The last step of the puzzle was going to market with my peanut sauce, which I was now delivering with the fresh rolls on my menu. Even though my friend group had been encouraging me for the last 10 years to sell it, hearing random strangers now tell me it was one of the best sauces they’ve ever had finally gave me the courage to say, ‘okay, I’m gonna do it’. After that I focused on properly formulating the recipe so I could do it at scale, started to look into jars, figure out labelling, etc.
What’s interesting to me about your journey is that you have repeatedly been put into situations where you didn’t quite know what to do, but you were confident enough to know that you would figure it out. Which you always did! But with food, you seemed to stop yourself a few times from pursuing it.
It’s true. I think because food felt like the deepest dream that I had and to try and make it a reality would mean to ruin it. Food for me is a representation of my unique childhood – I’m a Cambodian child that was raised in Canada. I finally heard the word Third Culture kid which resonated the most with me, because it’s being of both worlds and cultures. But it’s also important to me to be sincere about my approach, not just try to fit in. I want you to taste the flavours I grew up loving, which might not be completely authentic to the country of Cambodia, but it’s authentic to my Cambodian home. Ultimately I was scared of being called out for trying to say something with food that might not be true to everybody. But I realised it’s only ever going to be true to me and as long as I don’t try to cater to whatever pressure is out there I will be fine.
You’ve mentioned the support and encouragement you’ve received from your partner and friends. I’m curious, has everyone been supportive of you pursuing your dream of food?
Well, I wouldn’t call my Mom unsupportive, but her idea of success is stability. And I’m her risk taking daughter who has not exactly had the career that she dreamt for me. But through years of therapy I now understand that she doesn’t actually need to understand what I’m doing, she only has to respect it. In the end though I know she loves me and she’ll get it when she gets it.
I would love to end this conversation with your biggest takeaways. You’ve had such an interesting career journey. What would you say are your most significant lessons?
I think one of the biggest lessons for me is that you don’t need to have it all figured out from the beginning. A lot of my success has come from actually not knowing what the answer was going to be. There’s been a lot of stumbling along the way and being open to that is key.
Also it doesn’t have to look a certain way just because someone else says it does. You’re not beholden to any idea that someone has for you. You can shape shift, you can move about, you can change, you’re free.
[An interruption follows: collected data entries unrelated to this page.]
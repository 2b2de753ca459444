//! Scripted recognition client for tests.

use std::collections::HashMap;
use std::time::Duration;

use async_trait::async_trait;
use parking_lot::Mutex;

use super::{AsrClient, AsrError};

type Script = dyn Fn(&str, usize) -> Result<String, AsrError> + Send + Sync;

/// Answers each call by running a script on `(file_name, attempt)`, where
/// `attempt` counts previous calls for the same file name.
pub struct ScriptedAsr {
    script: Box<Script>,
    attempts: Mutex<HashMap<String, usize>>,
    calls: Mutex<Vec<(String, usize)>>,
    delays: HashMap<usize, Duration>,
    file_delays: Vec<(String, Duration)>,
}

impl ScriptedAsr {
    pub fn new<F>(script: F) -> Self
    where
        F: Fn(&str, usize) -> Result<String, AsrError> + Send + Sync + 'static,
    {
        Self {
            script: Box::new(script),
            attempts: Mutex::new(HashMap::new()),
            calls: Mutex::new(Vec::new()),
            delays: HashMap::new(),
            file_delays: Vec::new(),
        }
    }

    /// Always answer `text`.
    pub fn echo(text: &'static str) -> Self {
        Self::new(move |_, _| Ok(text.to_string()))
    }

    /// Sleep before answering the given attempt of any file.
    pub fn with_delay_on_attempt(mut self, attempt: usize, delay: Duration) -> Self {
        self.delays.insert(attempt, delay);
        self
    }

    /// Sleep before answering any call whose file name contains `needle`.
    pub fn with_delay_for(mut self, needle: &str, delay: Duration) -> Self {
        self.file_delays.push((needle.to_string(), delay));
        self
    }

    pub fn call_count(&self) -> usize {
        self.calls.lock().len()
    }

    /// `(file_name, audio length)` of every call, in call order.
    pub fn calls(&self) -> Vec<(String, usize)> {
        self.calls.lock().clone()
    }

    /// Calls whose file name contains `needle`.
    pub fn calls_for(&self, needle: &str) -> usize {
        self.calls
            .lock()
            .iter()
            .filter(|(f, _)| f.contains(needle))
            .count()
    }
}

#[async_trait]
impl AsrClient for ScriptedAsr {
    async fn transcribe(
        &self,
        audio: &[u8],
        file_name: &str,
        _language: Option<&str>,
    ) -> Result<String, AsrError> {
        let attempt = {
            let mut attempts = self.attempts.lock();
            let counter = attempts.entry(file_name.to_string()).or_insert(0);
            let attempt = *counter;
            *counter += 1;
            attempt
        };
        self.calls.lock().push((file_name.to_string(), audio.len()));

        if let Some(delay) = self.delays.get(&attempt) {
            tokio::time::sleep(*delay).await;
        }
        if let Some((_, delay)) = self.file_delays.iter().find(|(n, _)| file_name.contains(n.as_str())) {
            tokio::time::sleep(*delay).await;
        }
        (self.script)(file_name, attempt)
    }

    fn name(&self) -> &'static str {
        "scripted"
    }
}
My last lesson is to have fun with whatever you’re doing because life is too short and the world changes quickly. People can love hustle porn and post about how much they burned the midnight oil, but I’m having fun. I’m proud of my life and that I can have joy in it and I’m not going to do an all nighter if I don’t have to. That mindset is part of a self-indulgent culture that thinks the grind is the most important thing when really, I want both. I want a full fun life and I want to have a business that is representative of me and successful by my definition.